• _WHAT NEEDS TO BE DONE_
Filter the entries, keeping every line with the string "task".

::: RECORDS SUPPLIED

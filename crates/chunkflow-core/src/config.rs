//! Workflow configuration

use serde::{Deserialize, Serialize};
use std::path::PathBuf;
use std::time::Duration;

// ============================================================================
// Progress weighting
// ============================================================================

/// Progress weight of a cheap sub-task (renaming, bookkeeping, one slice append)
pub const PROGRESS_UNIT_LIGHT: u64 = 1;

/// Progress weight of an expensive sub-task (network transfer, transcoding)
pub const PROGRESS_UNIT_HEAVY: u64 = 10;

// ============================================================================
// Defaults
// ============================================================================

/// Default root for per-job scratch directories.
pub const DEFAULT_WORK_DIR: &str = "./chunkflow-work";

/// Default idle time before an upload waiting on client slices is cancelled.
pub const DEFAULT_UPLOAD_TIMEOUT_SECS: u64 = 600;

/// Most slices a single upload may announce.
pub const MAX_SLICE_COUNT: u64 = 100_000;

/// Default object-storage bucket for transported files.
pub const DEFAULT_BUCKET: &str = "chunkflow";

/// What the orchestrator does when a stage's cleanup fails
#[derive(Debug, Clone, Copy, PartialEq, Eq, Serialize, Deserialize, Default)]
#[serde(rename_all = "lowercase")]
pub enum CleanupPolicy {
    /// The job moves to the stage's failure state
    #[default]
    Fail,
    /// The failure is logged and the job continues
    Tolerate,
}

impl std::str::FromStr for CleanupPolicy {
    type Err = anyhow::Error;

    fn from_str(s: &str) -> Result<Self, Self::Err> {
        match s.to_lowercase().as_str() {
            "fail" | "fail-job" => Ok(CleanupPolicy::Fail),
            "tolerate" | "ignore" => Ok(CleanupPolicy::Tolerate),
            _ => Err(anyhow::anyhow!("Invalid cleanup policy: {}", s)),
        }
    }
}

#[derive(Debug, Clone, Serialize, Deserialize)]
pub struct WorkflowConfig {
    pub work_dir: PathBuf,
    pub upload_timeout_secs: u64,
    pub cleanup_policy: CleanupPolicy,
    pub bucket: String,
}

impl WorkflowConfig {
    /// Load from `.env` and `CHUNKFLOW_*` variables on top of the defaults
    pub fn load() -> anyhow::Result<Self> {
        dotenvy::dotenv().ok();

        let defaults = Self::default();
        let config = Self {
            work_dir: std::env::var("CHUNKFLOW_WORK_DIR")
                .map(PathBuf::from)
                .unwrap_or(defaults.work_dir),
            upload_timeout_secs: std::env::var("CHUNKFLOW_UPLOAD_TIMEOUT_SECS")
                .ok()
                .and_then(|s| s.parse().ok())
                .unwrap_or(defaults.upload_timeout_secs),
            cleanup_policy: match std::env::var("CHUNKFLOW_CLEANUP_POLICY") {
                Ok(policy) => policy.parse()?,
                Err(_) => defaults.cleanup_policy,
            },
            bucket: std::env::var("CHUNKFLOW_BUCKET").unwrap_or(defaults.bucket),
        };

        config.validate()?;

        Ok(config)
    }

    pub fn validate(&self) -> anyhow::Result<()> {
        if self.upload_timeout_secs == 0 {
            anyhow::bail!("Upload timeout must be greater than 0");
        }

        if self.bucket.trim().is_empty() {
            anyhow::bail!("Bucket name cannot be empty");
        }

        if self.work_dir.as_os_str().is_empty() {
            anyhow::bail!("Work directory cannot be empty");
        }

        Ok(())
    }

    pub fn upload_timeout(&self) -> Duration {
        Duration::from_secs(self.upload_timeout_secs)
    }
}

impl Default for WorkflowConfig {
    fn default() -> Self {
        Self {
            work_dir: PathBuf::from(DEFAULT_WORK_DIR),
            upload_timeout_secs: DEFAULT_UPLOAD_TIMEOUT_SECS,
            cleanup_policy: CleanupPolicy::Fail,
            bucket: DEFAULT_BUCKET.to_string(),
        }
    }
}

#[cfg(test)]
#[allow(clippy::unwrap_used, clippy::expect_used)]
mod tests {
    use super::*;

    #[test]
    fn default_config_is_valid() {
        let config = WorkflowConfig::default();
        assert!(config.validate().is_ok());
        assert_eq!(config.cleanup_policy, CleanupPolicy::Fail);
        assert_eq!(config.upload_timeout(), Duration::from_secs(DEFAULT_UPLOAD_TIMEOUT_SECS));
    }

    #[test]
    fn rejects_empty_bucket_and_zero_timeout() {
        let mut config = WorkflowConfig::default();
        config.bucket = "  ".to_string();
        assert!(config.validate().is_err());

        let mut config = WorkflowConfig::default();
        config.upload_timeout_secs = 0;
        assert!(config.validate().is_err());
    }

    #[test]
    fn parses_cleanup_policy() {
        assert_eq!("tolerate".parse::<CleanupPolicy>().unwrap(), CleanupPolicy::Tolerate);
        assert_eq!("FAIL".parse::<CleanupPolicy>().unwrap(), CleanupPolicy::Fail);
        assert!("retry".parse::<CleanupPolicy>().is_err());
    }

    #[test]
    fn heavy_outweighs_light() {
        assert_eq!(PROGRESS_UNIT_LIGHT, 1);
        assert_eq!(PROGRESS_UNIT_HEAVY, 10);
    }
}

::::::

• _PROBLEM SOLUTION_
/// Progress weight of a cheap sub-task (renaming, bookkeeping, one slice append)
/// Progress weight of an expensive sub-task (network transfer, transcoding)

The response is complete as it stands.